My intelligence reached its peak at that moment, cleaning the scene, forging traces, laying all the blame perfectly on [Mask].

At that time, I didn’t know that [Mask] was a monster even more terrifying than me, and he would later become entangled with me.

I feared him immensely, but at the same time, a pathological worship grew in my fear.

His power made me both scared and infatuated.

I understand that I am beyond saved.

After that, I became increasingly ravenous.

The hunger, deep to the marrow, like maggots gnawing at bones, came each time more fiercely.

Eventually, I "assimilated" Xiaojuan, my other confidante.
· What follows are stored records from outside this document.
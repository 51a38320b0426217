use super::api_client::ApiClient;
use super::request::ApiRequest;
use crate::error::ApiError;
use crate::models::report::disposition_filename;
use crate::models::{Report, ReportFormat};
use reqwest::header::{CONTENT_DISPOSITION, CONTENT_TYPE};

pub struct ReportsApi<'a> {
    client: &'a ApiClient,
}

impl<'a> ReportsApi<'a> {
    pub(crate) fn new(client: &'a ApiClient) -> Self {
        Self { client }
    }

    /// Download the campaign report. The body is returned undecoded.
    pub async fn export(&self, format: ReportFormat) -> Result<Report, ApiError> {
        let response = self
            .client
            .execute(ApiRequest::get("/reports/campaigns").with_query("format", format))
            .await?;

        let content_type = response.header(CONTENT_TYPE.as_str()).map(str::to_owned);
        let filename = response
            .header(CONTENT_DISPOSITION.as_str())
            .and_then(disposition_filename);

        Ok(Report {
            format,
            content_type,
            filename,
            content: response.into_body(),
        })
    }
}
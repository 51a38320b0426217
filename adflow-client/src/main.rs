use adflow_client::cli::Cli;
use adflow_client::config::get_configuration;
use adflow_client::handlers;
use adflow_client::startup::{apply_overrides, build_client, session_expired};
use adflow_core::observability::init_tracing;
use clap::Parser;
use dotenvy::dotenv;

#[tokio::main]
async fn main() -> anyhow::Result<()> {
    dotenv().ok();
    let cli = Cli::parse();

    let mut configuration = get_configuration().map_err(|e| {
        eprintln!("Failed to read configuration: {}", e);
        anyhow::anyhow!("Configuration error: {}", e)
    })?;
    apply_overrides(&mut configuration, &cli);

    if let Err(e) = init_tracing("adflow", &configuration.telemetry) {
        eprintln!("Failed to initialize tracing: {}", e);
    }

    let client = build_client(&configuration)?;
    let mut events = client.subscribe();

    let result = handlers::dispatch(&client, cli.command).await;

    if session_expired(&mut events) {
        eprintln!("Your session has expired. Run `adflow login` to sign in again.");
    }

    let output = result?;
    output.write_to(&mut std::io::stdout().lock())?;
    Ok(())
}
use super::api_client::ApiClient;
use crate::error::ApiError;
use crate::models::dashboard::{DashboardEnvelope, PlatformsEnvelope};
use crate::models::{DashboardOverview, PlatformInfo};

pub struct DashboardApi<'a> {
    client: &'a ApiClient,
}

impl<'a> DashboardApi<'a> {
    pub(crate) fn new(client: &'a ApiClient) -> Self {
        Self { client }
    }

    pub async fn overview(&self) -> Result<DashboardOverview, ApiError> {
        let envelope: DashboardEnvelope = self.client.get("/dashboard").await?;
        Ok(envelope.dashboard)
    }

    /// Advertising platforms the server can manage campaigns on.
    pub async fn platforms(&self) -> Result<Vec<PlatformInfo>, ApiError> {
        let envelope: PlatformsEnvelope = self.client.get("/platforms").await?;
        Ok(envelope.platforms)
    }
}
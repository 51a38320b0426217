//! Command handlers of the `adflow` binary.
//!
//! Each handler calls the API and returns an [`Output`]; printing is left to
//! the caller so handlers stay testable.

pub mod admin;
pub mod auth;
pub mod campaigns;
pub mod dashboard;
pub mod reports;

use crate::cli::Command;
use crate::services::ApiClient;
use anyhow::{Context, Result};
use serde::Serialize;
use std::io::Write;
use std::path::PathBuf;

#[derive(Debug)]
pub enum Output {
    Json(serde_json::Value),
    Message(String),
    /// Report bytes to print as-is.
    Raw(Vec<u8>),
    /// Report saved to a file.
    Saved { path: PathBuf, bytes: usize },
}

impl Output {
    pub(crate) fn json<T: Serialize>(value: &T) -> Result<Self> {
        Ok(Output::Json(
            serde_json::to_value(value).context("Failed to serialize output")?,
        ))
    }

    pub fn write_to(&self, out: &mut impl Write) -> Result<()> {
        match self {
            Output::Json(value) => {
                serde_json::to_writer_pretty(&mut *out, value)?;
                writeln!(out)?;
            }
            Output::Message(message) => writeln!(out, "{}", message)?,
            Output::Raw(bytes) => out.write_all(bytes)?,
            Output::Saved { path, bytes } => {
                writeln!(out, "Saved {} bytes to {}", bytes, path.display())?
            }
        }
        Ok(())
    }
}

pub async fn dispatch(client: &ApiClient, command: Command) -> Result<Output> {
    match command {
        Command::Login { username, password } => auth::login(client, username, password).await,
        Command::Register(args) => auth::register(client, args).await,
        Command::Logout => auth::logout(client).await,
        Command::Whoami => auth::whoami(client).await,
        Command::ChangePassword {
            current,
            new_password,
        } => auth::change_password(client, current, new_password).await,
        Command::Campaigns { command } => campaigns::handle(client, command).await,
        Command::Dashboard => dashboard::overview(client).await,
        Command::Platforms => dashboard::platforms(client).await,
        Command::Admin { command } => admin::handle(client, command).await,
        Command::Report { format, output } => reports::export(client, format, output).await,
    }
}
use super::Output;
use crate::models::ReportFormat;
use crate::services::ApiClient;
use anyhow::{Context, Result};
use std::path::{Path, PathBuf};

pub async fn export(
    client: &ApiClient,
    format: ReportFormat,
    output: Option<PathBuf>,
) -> Result<Output> {
    let report = client
        .reports()
        .export(format)
        .await
        .context("Failed to download the report")?;

    let path = match output {
        Some(path) if path == Path::new("-") => return Ok(Output::Raw(report.content)),
        Some(path) => path,
        None => PathBuf::from(report.filename_or_default()),
    };

    std::fs::write(&path, &report.content)
        .with_context(|| format!("Failed to write report to {}", path.display()))?;
    tracing::debug!(path = %path.display(), content_type = ?report.content_type, "report saved");

    Ok(Output::Saved {
        path,
        bytes: report.content.len(),
    })
}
Unlike the time with Yazhi, guilt melted and was devoured by a much more turbulent, primitive feeling of satisfaction like a thin layer of ice.

I began to enjoy the process of assimilation.

Enjoy the thrill of power filling my body, enjoy the nearly eternal intimate bond brought by the fusion of flesh and blood.

Looking at Xiaojuan’s terrified eyes gradually losing their luster, my sense of guilt strangely diminished.

Because I know, they are with me forever, in a way more direct and complete than blood ties, a bond more closely linked than family.

I created this bond.

Zhang Liyou witnessed this scene, she can’t understand me, and I don’t blame her.

I don’t fear her reporting me, because my father was promoted to captain of the Patrol Office.

In her eyes, Father is my greatest shield.

I cannot judge whether her thoughts are correct, but I am willing to influence her with love.